→ YOUR OBJECTIVE
Copy each line of the listing below where the word "combinations" turns up.

--------------------------------

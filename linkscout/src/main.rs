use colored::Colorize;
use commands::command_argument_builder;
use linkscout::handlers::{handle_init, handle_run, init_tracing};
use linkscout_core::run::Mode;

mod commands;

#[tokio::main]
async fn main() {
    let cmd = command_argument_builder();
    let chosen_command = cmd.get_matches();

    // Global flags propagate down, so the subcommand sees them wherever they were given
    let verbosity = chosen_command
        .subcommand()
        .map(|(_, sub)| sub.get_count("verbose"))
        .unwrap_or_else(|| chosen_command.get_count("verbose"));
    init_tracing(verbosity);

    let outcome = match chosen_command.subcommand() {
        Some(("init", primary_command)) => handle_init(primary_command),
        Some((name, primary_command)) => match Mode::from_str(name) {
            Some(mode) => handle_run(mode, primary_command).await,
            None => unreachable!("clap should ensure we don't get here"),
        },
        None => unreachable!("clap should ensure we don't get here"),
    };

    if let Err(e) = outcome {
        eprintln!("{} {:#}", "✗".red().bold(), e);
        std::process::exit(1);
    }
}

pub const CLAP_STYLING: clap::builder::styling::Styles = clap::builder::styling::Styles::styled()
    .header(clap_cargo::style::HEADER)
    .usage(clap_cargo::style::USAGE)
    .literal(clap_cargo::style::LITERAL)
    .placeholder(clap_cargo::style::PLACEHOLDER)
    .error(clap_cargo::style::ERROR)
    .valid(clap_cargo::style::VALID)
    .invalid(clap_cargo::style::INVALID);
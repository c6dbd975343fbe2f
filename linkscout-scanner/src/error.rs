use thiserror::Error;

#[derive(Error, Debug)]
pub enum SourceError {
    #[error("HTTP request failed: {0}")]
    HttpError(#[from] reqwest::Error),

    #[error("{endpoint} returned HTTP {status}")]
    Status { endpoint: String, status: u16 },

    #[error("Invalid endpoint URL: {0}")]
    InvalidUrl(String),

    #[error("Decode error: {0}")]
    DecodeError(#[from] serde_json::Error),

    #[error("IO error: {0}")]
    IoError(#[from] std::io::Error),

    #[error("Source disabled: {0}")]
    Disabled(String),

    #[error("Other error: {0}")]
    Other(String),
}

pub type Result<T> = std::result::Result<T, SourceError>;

--------------------------------

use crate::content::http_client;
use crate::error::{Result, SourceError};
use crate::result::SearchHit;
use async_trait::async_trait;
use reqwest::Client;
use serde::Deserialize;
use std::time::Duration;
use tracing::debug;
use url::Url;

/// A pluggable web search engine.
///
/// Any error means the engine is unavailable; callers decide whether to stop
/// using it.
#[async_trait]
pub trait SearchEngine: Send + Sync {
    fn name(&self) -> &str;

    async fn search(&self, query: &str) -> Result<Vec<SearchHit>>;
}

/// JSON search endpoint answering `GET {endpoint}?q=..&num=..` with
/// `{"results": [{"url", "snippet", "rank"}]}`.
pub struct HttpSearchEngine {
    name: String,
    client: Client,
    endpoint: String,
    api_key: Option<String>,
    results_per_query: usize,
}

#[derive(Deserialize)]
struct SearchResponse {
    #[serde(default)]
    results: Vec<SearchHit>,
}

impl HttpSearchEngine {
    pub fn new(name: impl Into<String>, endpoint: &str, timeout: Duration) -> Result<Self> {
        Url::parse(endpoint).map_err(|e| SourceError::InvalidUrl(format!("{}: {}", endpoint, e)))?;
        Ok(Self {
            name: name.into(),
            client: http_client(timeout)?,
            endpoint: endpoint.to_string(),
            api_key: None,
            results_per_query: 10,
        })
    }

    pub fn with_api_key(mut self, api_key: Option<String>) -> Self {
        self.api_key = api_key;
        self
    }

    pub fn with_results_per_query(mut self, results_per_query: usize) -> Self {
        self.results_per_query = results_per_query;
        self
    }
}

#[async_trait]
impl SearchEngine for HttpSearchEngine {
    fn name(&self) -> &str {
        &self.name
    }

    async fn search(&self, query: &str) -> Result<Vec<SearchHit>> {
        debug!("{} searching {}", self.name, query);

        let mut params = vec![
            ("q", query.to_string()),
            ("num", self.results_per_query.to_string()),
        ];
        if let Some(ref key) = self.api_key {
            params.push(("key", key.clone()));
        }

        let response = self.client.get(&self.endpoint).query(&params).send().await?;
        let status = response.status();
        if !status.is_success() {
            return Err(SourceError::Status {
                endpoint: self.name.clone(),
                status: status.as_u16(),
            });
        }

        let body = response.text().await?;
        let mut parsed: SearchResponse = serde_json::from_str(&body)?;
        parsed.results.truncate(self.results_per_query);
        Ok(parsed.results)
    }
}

--------------------------------

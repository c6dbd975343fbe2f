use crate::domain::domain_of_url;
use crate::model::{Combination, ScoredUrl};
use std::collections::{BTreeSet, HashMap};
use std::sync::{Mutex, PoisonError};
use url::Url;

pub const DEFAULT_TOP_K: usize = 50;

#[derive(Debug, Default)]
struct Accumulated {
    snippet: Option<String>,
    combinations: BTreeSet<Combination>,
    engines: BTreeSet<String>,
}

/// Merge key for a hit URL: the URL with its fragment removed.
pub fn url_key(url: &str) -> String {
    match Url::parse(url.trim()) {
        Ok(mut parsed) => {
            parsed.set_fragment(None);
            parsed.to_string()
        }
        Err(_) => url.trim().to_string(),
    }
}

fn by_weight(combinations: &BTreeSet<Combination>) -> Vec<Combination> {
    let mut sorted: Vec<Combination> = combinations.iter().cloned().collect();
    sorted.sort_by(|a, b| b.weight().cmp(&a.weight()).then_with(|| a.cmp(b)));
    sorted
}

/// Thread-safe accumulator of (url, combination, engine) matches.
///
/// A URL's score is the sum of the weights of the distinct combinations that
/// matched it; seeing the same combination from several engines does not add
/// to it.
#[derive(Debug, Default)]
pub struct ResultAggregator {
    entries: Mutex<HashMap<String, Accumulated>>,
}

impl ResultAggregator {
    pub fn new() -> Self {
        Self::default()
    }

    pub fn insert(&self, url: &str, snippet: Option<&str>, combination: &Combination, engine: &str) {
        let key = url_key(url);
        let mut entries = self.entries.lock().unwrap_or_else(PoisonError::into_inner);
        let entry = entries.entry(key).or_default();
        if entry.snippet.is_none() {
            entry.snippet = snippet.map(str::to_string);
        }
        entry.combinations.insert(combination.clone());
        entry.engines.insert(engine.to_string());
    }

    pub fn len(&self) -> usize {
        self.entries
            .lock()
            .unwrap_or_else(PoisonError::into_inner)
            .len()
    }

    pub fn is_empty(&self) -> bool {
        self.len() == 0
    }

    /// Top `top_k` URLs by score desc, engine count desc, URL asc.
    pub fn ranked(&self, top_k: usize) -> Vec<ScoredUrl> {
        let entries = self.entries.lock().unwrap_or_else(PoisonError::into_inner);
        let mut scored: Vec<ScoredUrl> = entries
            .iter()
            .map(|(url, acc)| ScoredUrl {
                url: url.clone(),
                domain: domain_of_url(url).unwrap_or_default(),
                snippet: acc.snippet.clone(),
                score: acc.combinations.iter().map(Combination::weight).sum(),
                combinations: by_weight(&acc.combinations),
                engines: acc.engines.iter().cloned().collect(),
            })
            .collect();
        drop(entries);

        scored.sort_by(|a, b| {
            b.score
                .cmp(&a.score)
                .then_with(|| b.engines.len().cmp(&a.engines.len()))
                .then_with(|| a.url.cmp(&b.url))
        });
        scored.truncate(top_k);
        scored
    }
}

--------------------------------

→ OUTPUT OF THE EXERCISE
    combinations: BTreeSet<Combination>,
fn by_weight(combinations: &BTreeSet<Combination>) -> Vec<Combination> {
    let mut sorted: Vec<Combination> = combinations.iter().cloned().collect();
/// A URL's score is the sum of the weights of the distinct combinations that
        entry.combinations.insert(combination.clone());
                score: acc.combinations.iter().map(Combination::weight).sum(),
                combinations: by_weight(&acc.combinations),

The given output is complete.